There clearly is something wrong with me.
Once upon a time, when I was a much younger individual, I cared about the Fall Classic, the World Series of Major League Baseball. I watched every inning, every pitch, every hit, every throw from the outfield.
This year? I didn’t watch any of it. Not a single, solitary moment of the Series that ended with Boston Red Sox beating the Los Angeles Dodgers in five games.
Fine. Put away the bats, balls, gloves, resin, chalk and wait’ll next season.
I cannot tell you precisely when my disinterest took root. I have said that free agency helped ruin my interest in the game. That was when MLB decided to let players shop themselves around to the highest bidder when their current contracts were up. That meant few players stayed with the same team that brought them all that fame, stardom and, um, money.

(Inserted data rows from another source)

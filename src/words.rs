//! Word pools: loading, normalisation and validation of caller-supplied words.

use crate::error::{Error, Result};
use std::fs;
use std::path::Path;

const DICTIONARY: &str = include_str!("../word_lists/wordle.txt");
const ANSWERS: &str = include_str!("../word_lists/wordle_answers.txt");

/// Targets evaluated by `--test-set` when no words are given.
pub const DEFAULT_TEST_SET: [&str; 27] = [
    "REBUS", "BOOST", "TRUSS", "SIEGE", "TIGER", "BANAL", "SLUMP", "CRANK", "GORGE", "QUERY",
    "DRINK", "FAVOR", "ABBEY", "TANGY", "PANIC", "SOLAR", "SHIRE", "PROXY", "POINT", "ROBOT",
    "PRICK", "WINCE", "CRIMP", "KNOLL", "SUGAR", "WHACK", "MOUNT",
];

/// Uppercase every token and keep the alphabetic ones of `word_length`
/// letters, sorted and de-duplicated.
pub fn normalize<'a>(tokens: impl IntoIterator<Item = &'a str>, word_length: usize) -> Vec<String> {
    let mut words: Vec<String> = tokens
        .into_iter()
        .map(|token| token.trim().to_ascii_uppercase())
        .filter(|word| word.len() == word_length && word.bytes().all(|b| b.is_ascii_uppercase()))
        .collect();
    words.sort_unstable();
    words.dedup();
    words
}

/// Load a whitespace-delimited word file.
pub fn load_words(path: impl AsRef<Path>, word_length: usize) -> Result<Vec<String>> {
    let text = fs::read_to_string(path)?;
    non_empty(normalize(text.split_whitespace(), word_length), word_length)
}

/// The embedded dictionary, used as guess universe.
pub fn load_dictionary(word_length: usize) -> Result<Vec<String>> {
    non_empty(normalize(DICTIONARY.split_whitespace(), word_length), word_length)
}

/// The embedded answer pool, a subset of the embedded dictionary.
pub fn load_answers(word_length: usize) -> Result<Vec<String>> {
    non_empty(normalize(ANSWERS.split_whitespace(), word_length), word_length)
}

fn non_empty(words: Vec<String>, word_length: usize) -> Result<Vec<String>> {
    if words.is_empty() {
        Err(Error::EmptyDictionary(word_length))
    } else {
        Ok(words)
    }
}

/// Check a caller-supplied `word` against the sorted dictionary.
pub fn validate(word: &str, words: &[String], word_length: usize, kind: &'static str) -> Result<()> {
    if word.len() != word_length {
        return Err(Error::WrongLength {
            kind,
            word: word.to_string(),
            expected: word_length,
        });
    }
    if words.binary_search_by(|probe| probe.as_str().cmp(word)).is_err() {
        return Err(Error::NotInDictionary {
            kind,
            word: word.to_string(),
        });
    }
    Ok(())
}
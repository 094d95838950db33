//! Browser DOM layer for the lineal editor.
//!
//! This crate implements the core surface traits over a real DOM and wires
//! browser events to an `Editor<BrowserSurface>`. It assumes a
//! `wasm32-unknown-unknown` target environment.
//!
//! # Architecture
//!
//! - `surface`: mounted element tree, line nodes, gutter and native selection
//! - `events`: `beforeinput` → `InputEvent` conversion
//! - `listeners`: `selectionchange`, `beforeinput` and scroll listeners
//! - `style`: stylesheet and class names
//!
//! # Re-exports
//!
//! This crate re-exports `lineal-editor-core` for convenience, so consumers
//! only need to depend on `lineal-editor-browser`.

// Re-export core crate
pub use lineal_editor_core;
pub use lineal_editor_core::*;

pub mod events;
pub mod listeners;
pub mod style;
pub mod surface;

pub use events::{get_data_from_event, input_event_from_dom, is_composing};
pub use listeners::EditorListeners;
pub use surface::BrowserSurface;

/// Editor over a mounted browser surface.
pub type BrowserEditor = Editor<BrowserSurface>;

For that matter, my favorite Hall of Famers are the guys who played their entire careers for one team: Tony Gwynn, George Brett, Mickey Mantle, Ted Williams, Stan Musial, Mike Schmidt, Cal Ripken Jr., Robin Yount … you get the idea. OK, I’ll concede to favoring a few other non-single-teamers as well. Henry Aaron, Willie Mays and Nolan Ryan come to mind.
Maybe it’s just me. Maybe it has nothing to do with the game, which is still fun to watch. Yes, I’ll watch a game on occasion during the regular season. The postseason? All those playoffs — the division series, the league championship series, then the World Series? Pfftt!
It didn’t used to be this way. Believe me. When Bill Mazeroski hit that Series-winning home run for the Pittsburgh Pirates in 1960, defeating the New York Yankees in the seventh game after being outhit for the Series by the Yanks, I went into a funk for an entire offseason.
As recently as 1991, I had great interest in the World Series. That year, the Minnesota Twins beat the Atlanta Braves, also in seven games, in what — in my mind — was the most remarkably well-played World Series in the history of the event. Every game was won by the home team; many of the games were decided in the bottom of the final inning; the clutch hitting, base-running and fielding was stellar in the extreme.
I was a huge Mickey Mantle fan. Each day from April through much of October started the same for me: I got up, went out to get the paper, I went directly to the sports page to read the box scores from the previous day’s game; I wanted to see how Mick did at the plate.
That was then. These days, well, I couldn’t care less about it.
I do still love the game, when I can fire up enough interest to watch it at the Major League level.
Hey, it just occurs to me: Amarillo, where my wife and I lived for 23 years before moving away, is going to welcome a Double A minor-league franchise next spring.
That is where I’ll get my baseball fix whenever we travel back to the High Plains.
Don’t give up on me just yet. It’s still the Grand Old Game.